Hardening Okta and Azure AD Configurations
You must explicitly block legacy authentication. If your environment requires POP3 or IMAP, it is a vulnerability that Scattered Spider will find. Use Conditional Access policies to enforce strict requirements.
{ "displayName": "Block Legacy Auth - Anti-Scattered Spider", "state": "enabled", "conditions": { "clientAppTypes": ["exchangeActiveSync", "other"], "applications": {"includeApplications": ["All"]}, "users": {"includeUsers": ["All"]} }, "grantControls": { "operator": "OR", "builtInControls": ["block"] } }
Behavioral Analytics and Impossible Travel Detection
Monitor for "Impossible Travel" alerts. If a user logs in from Mumbai and then 10 minutes later from an IP associated with a known VPN provider used by UNC3944, the session should be automatically terminated. Implementing advanced threat detection and log analysis is essential for identifying these anomalies in real-time. Under the DPDP Act 2023, failing to implement such reasonable security safeguards could lead to significant penalties for Indian firms if a breach occurs.

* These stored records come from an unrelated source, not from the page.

impl Module {
    /// Token of the module itself, the `Module` resolution scope.
    pub const SELF_TOKEN: Token = Token(0x0000_0001);

    /// Create an empty module without an assembly.
    #[must_use]
    pub fn new(name: &str) -> Self {
        Module {
            id: ModuleId::next(),
            name: name.to_string(),
            assembly: None,
            type_defs: Vec::new(),
            type_refs: Vec::new(),
            type_specs: Vec::new(),
            method_defs: Vec::new(),
            field_defs: Vec::new(),
            param_defs: Vec::new(),
            property_defs: Vec::new(),
            event_defs: Vec::new(),
            member_refs: Vec::new(),
            method_specs: Vec::new(),
            assembly_refs: Vec::new(),
            module_refs: Vec::new(),
            stand_alone_sigs: Vec::new(),
            custom_attributes: Vec::new(),
            user_strings: UserStringHeapBuilder::new(),
            top_level_types: Vec::new(),
        }
    }

    /// Create an empty module belonging to `assembly`.
    #[must_use]
    pub fn with_assembly(name: &str, assembly: AssemblyIdentity) -> Self {
        let mut module = Module::new(name);
        module.assembly = Some(assembly);
        module
    }

    /// Identity of this instance.
    #[must_use]
    pub fn id(&self) -> ModuleId {
        self.id
    }

    fn row_index(token: Token, table: TableId, len: usize) -> Result<usize> {
        let row = token.row() as usize;
        if !token.is_table(table) || row == 0 || row > len {
            return Err(TokenNotFound(token));
        }
        Ok(row - 1)
    }

    module_table!(type_defs, TypeDef, TypeDef, type_def, type_def_mut, add_type_def);
    module_table!(type_refs, TypeRef, TypeRef, type_ref, type_ref_mut, add_type_ref);
    module_table!(type_specs, TypeSpec, TypeSpec, type_spec, type_spec_mut, add_type_spec);
    module_table!(method_defs, MethodDef, MethodDef, method_def, method_def_mut, add_method_def);
    module_table!(field_defs, FieldDef, Field, field_def, field_def_mut, add_field_def);
    module_table!(param_defs, ParamDef, Param, param_def, param_def_mut, add_param_def);
    module_table!(
        property_defs,
        PropertyDef,
        Property,
        property_def,
        property_def_mut,
        add_property_def,
    );
    module_table!(event_defs, EventDef, Event, event_def, event_def_mut, add_event_def);
    module_table!(member_refs, MemberRef, MemberRef, member_ref, member_ref_mut, add_member_ref);
    module_table!(
        method_specs,
        MethodSpec,
        MethodSpec,
        method_spec,
        method_spec_mut,
        add_method_spec,
    );
    module_table!(
        assembly_refs,
        AssemblyRef,
        AssemblyRef,
        assembly_ref,
        assembly_ref_mut,
        add_assembly_ref,
    );
    module_table!(module_refs, ModuleRef, ModuleRef, module_ref, module_ref_mut, add_module_ref);
    module_table!(
        stand_alone_sigs,
        StandAloneSignature,
        StandAloneSig,
        stand_alone_sig,
        stand_alone_sig_mut,
        add_stand_alone_sig,
    );
    module_table!(
        custom_attributes,
        CustomAttribute,
        CustomAttribute,
        custom_attribute,
        custom_attribute_mut,
        add_custom_attribute,
    );

    /// Number of rows in `table`, `0` for tables this model doesn't hold.
    #[must_use]
    #[allow(clippy::cast_possible_truncation)]
    pub fn row_count(&self, table: TableId) -> u32 {
        let count = match table {
            TableId::Module => 1,
            TableId::TypeDef => self.type_defs.len(),
            TableId::TypeRef => self.type_refs.len(),
            TableId::TypeSpec => self.type_specs.len(),
            TableId::MethodDef => self.method_defs.len(),
            TableId::Field => self.field_defs.len(),
            TableId::Param => self.param_defs.len(),
            TableId::Property => self.property_defs.len(),
            TableId::Event => self.event_defs.len(),
            TableId::MemberRef => self.member_refs.len(),
            TableId::MethodSpec => self.method_specs.len(),
            TableId::AssemblyRef => self.assembly_refs.len(),
            TableId::ModuleRef => self.module_refs.len(),
            TableId::StandAloneSig => self.stand_alone_sigs.len(),
            TableId::CustomAttribute => self.custom_attributes.len(),
            TableId::NestedClass => self
                .type_defs
                .iter()
                .filter(|row| row.declaring_type.is_some())
                .count(),
            _ => 0,
        };
        count as u32
    }

    /// Whether `token` addresses an existing row, or the module itself.
    #[must_use]
    pub fn contains(&self, token: Token) -> bool {
        if token == Self::SELF_TOKEN {
            return true;
        }

        match token.table_id() {
            Some(TableId::Module) | None => false,
            Some(table) => {
                let row = token.row();
                row != 0 && row <= self.row_count(table) && table != TableId::NestedClass
            }
        }
    }

    /// Create a handle to an existing member of this module.
    ///
    /// # Errors
    /// Returns [`crate::Error::TokenNotFound`] if `token` is not a row of this module.
    pub fn handle(&self, token: Token) -> Result<MemberHandle> {
        if !self.contains(token) {
            return Err(TokenNotFound(token));
        }

        Ok(MemberHandle {
            module: self.id,
            token,
        })
    }

    /// Borrow any row by token.
    ///
    /// # Errors
    /// Returns [`crate::Error::TokenNotFound`] if `token` is not a row of a table this model
    /// holds.
    pub fn member(&self, token: Token) -> Result<MemberDescriptor<'_>> {
        let descriptor = match token.table_id() {
            Some(TableId::TypeDef) => MemberDescriptor::TypeDef(self.type_def(token)?),
            Some(TableId::TypeRef) => MemberDescriptor::TypeRef(self.type_ref(token)?),
            Some(TableId::TypeSpec) => MemberDescriptor::TypeSpec(self.type_spec(token)?),
            Some(TableId::MethodDef) => MemberDescriptor::MethodDef(self.method_def(token)?),
            Some(TableId::Field) => MemberDescriptor::FieldDef(self.field_def(token)?),
            Some(TableId::Param) => MemberDescriptor::ParamDef(self.param_def(token)?),
            Some(TableId::Property) => MemberDescriptor::PropertyDef(self.property_def(token)?),
            Some(TableId::Event) => MemberDescriptor::EventDef(self.event_def(token)?),
            Some(TableId::MemberRef) => MemberDescriptor::MemberRef(self.member_ref(token)?),
            Some(TableId::MethodSpec) => MemberDescriptor::MethodSpec(self.method_spec(token)?),
            Some(TableId::AssemblyRef) => {
                MemberDescriptor::AssemblyRef(self.assembly_ref(token)?)
            }
            Some(TableId::ModuleRef) => MemberDescriptor::ModuleRef(self.module_ref(token)?),
            Some(TableId::StandAloneSig) => {
                MemberDescriptor::StandAloneSig(self.stand_alone_sig(token)?)
            }
            _ => return Err(TokenNotFound(token)),
        };
        Ok(descriptor)
    }

    /// Custom attributes attached to `parent`.
    pub fn custom_attributes_of(
        &self,
        parent: Token,
    ) -> impl Iterator<Item = (Token, &CustomAttribute)> + '_ {
        self.custom_attributes()
            .filter(move |(_, attribute)| attribute.parent == parent)
    }

    /// Types attached to the module namespace.
    #[must_use]
    pub fn top_level_types(&self) -> &[Token] {
        &self.top_level_types
    }

    /// Attach a type definition to the module namespace.
    ///
    /// Attaching the same type twice has no effect.
    ///
    /// # Errors
    /// Returns [`crate::Error::TokenNotFound`] if `token` is not a `TypeDef` of this module, or
    /// [`crate::Error::Malformed`] if the type is nested.
    pub fn attach_top_level_type(&mut self, token: Token) -> Result<()> {
        if self.type_def(token)?.declaring_type.is_some() {
            return Err(malformed_error!(
                "Nested type {} cannot be attached to the module namespace",
                token
            ));
        }

        if !self.top_level_types.contains(&token) {
            self.top_level_types.push(token);
        }
        Ok(())
    }

    /// Find a top level type by namespace and name.
    #[must_use]
    pub fn find_type(&self, namespace: &str, name: &str) -> Option<Token> {
        self.top_level_types.iter().copied().find(|token| {
            self.type_def(*token)
                .is_ok_and(|row| row.namespace == namespace && row.name == name)
        })
    }

    /// Append a string to the `#US` heap and return its `ldstr` token.
    ///
    /// # Errors
    /// Returns [`crate::Error::ValueOutOfRange`] if the heap outgrows 24-bit offsets.
    pub fn add_user_string(&mut self, value: &str) -> Result<Token> {
        let offset = self.user_strings.add(value)?;
        Ok(Token::new(0x7000_0000 | offset))
    }

    /// Read the string referenced by an `ldstr` token.
    ///
    /// # Errors
    /// Returns [`crate::Error::TokenNotFound`] if the token doesn't address the `#US` heap.
    pub fn user_string(&self, token: Token) -> Result<String> {
        if token.table() != 0x70 || token.row() == 0 {
            return Err(TokenNotFound(token));
        }

        UserStrings::from(self.user_strings.as_bytes())?
            .get_string(token.row() as usize)
            .map_err(|_| TokenNotFound(token))
    }

    /// The raw `#US` heap.
    #[must_use]
    pub fn user_string_heap(&self) -> &[u8] {
        self.user_strings.as_bytes()
    }

    /// Capture the current row counts.
    #[must_use]
    pub fn checkpoint(&self) -> ModuleCheckpoint {
        ModuleCheckpoint {
            module: self.id,
            type_defs: self.type_defs.len(),
            type_refs: self.type_refs.len(),
            type_specs: self.type_specs.len(),
            method_defs: self.method_defs.len(),
            field_defs: self.field_defs.len(),
            param_defs: self.param_defs.len(),
            property_defs: self.property_defs.len(),
            event_defs: self.event_defs.len(),
            member_refs: self.member_refs.len(),
            method_specs: self.method_specs.len(),
            assembly_refs: self.assembly_refs.len(),
            module_refs: self.module_refs.len(),
            stand_alone_sigs: self.stand_alone_sigs.len(),
            custom_attributes: self.custom_attributes.len(),
            user_strings: self.user_strings.len(),
            top_level_types: self.top_level_types.len(),
        }
    }

    /// Drop every row appended since `checkpoint` was taken.
    ///
    /// Rows that existed at the checkpoint are kept as they are now.
    ///
    /// # Errors
    /// Returns [`crate::Error::Malformed`] if the checkpoint was taken on another module.
    pub fn rollback(&mut self, checkpoint: &ModuleCheckpoint) -> Result<()> {
        if checkpoint.module != self.id {
            return Err(malformed_error!(
                "Checkpoint of {} applied to {}",
                checkpoint.module,
                self.id
            ));
        }

        self.type_defs.truncate(checkpoint.type_defs);
        self.type_refs.truncate(checkpoint.type_refs);
        self.type_specs.truncate(checkpoint.type_specs);
        self.method_defs.truncate(checkpoint.method_defs);
        self.field_defs.truncate(checkpoint.field_defs);
        self.param_defs.truncate(checkpoint.param_defs);
        self.property_defs.truncate(checkpoint.property_defs);
        self.event_defs.truncate(checkpoint.event_defs);
        self.member_refs.truncate(checkpoint.member_refs);
        self.method_specs.truncate(checkpoint.method_specs);
        self.assembly_refs.truncate(checkpoint.assembly_refs);
        self.module_refs.truncate(checkpoint.module_refs);
        self.stand_alone_sigs.truncate(checkpoint.stand_alone_sigs);
        self.custom_attributes.truncate(checkpoint.custom_attributes);
        self.user_strings.truncate(checkpoint.user_strings);
        self.top_level_types.truncate(checkpoint.top_level_types);
        Ok(())
    }
}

The Future of Identity Security and Zero Trust
The era of the "trusted network" is over. Scattered Spider has proven that once an attacker is inside the identity perimeter, the internal network offers little resistance.
Moving Beyond Passwords and Push Notifications
We must move toward a passwordless future where identity is verified through biometric hardware and device health checks. A device should not be allowed to authenticate unless it is managed by the corporate MDM and has a healthy EDR status.
The Role of Continuous Adaptive Trust
Identity should not be a one-time check at login. Continuous Adaptive Trust (CAT) monitors the session's risk level throughout its duration. If a user suddenly starts downloading unusual amounts of data or accessing sensitive HR records they never touched before, the system should re-challenge for MFA or kill the session.
Building a Resilient Incident Response Plan for Identity Theft
When a breach happens, time is the critical factor. Your IR plan must include:
- Immediate revocation of all active refresh tokens for the compromised account.
- Isolation of the compromised user's devices via EDR.
- A full audit of the IdP logs to check for the creation of new API keys or backdoored accounts.
We recently used the AADInternals toolkit to audit a suspected tenant. This allowed us to identify exactly which administrative accounts had been tampered with.
Auditing a user's status and potential backdoors in Azure AD
Get-AADIntUser -UserPrincipalName [email protected] -Domain company.in
As UNC3944 continues to refine their tactics, the focus for Indian CISOs must remain on the help desk and the elimination of phishable MFA factors. The cost of a FIDO2 rollout is negligible compared to the ₹100 Crore+ impact of a full-scale identity compromise.
Next Command: Get-MgAuditLogDirectoryAudit -Filter "category eq 'UserManagement'" to monitor for unauthorized MFA resets.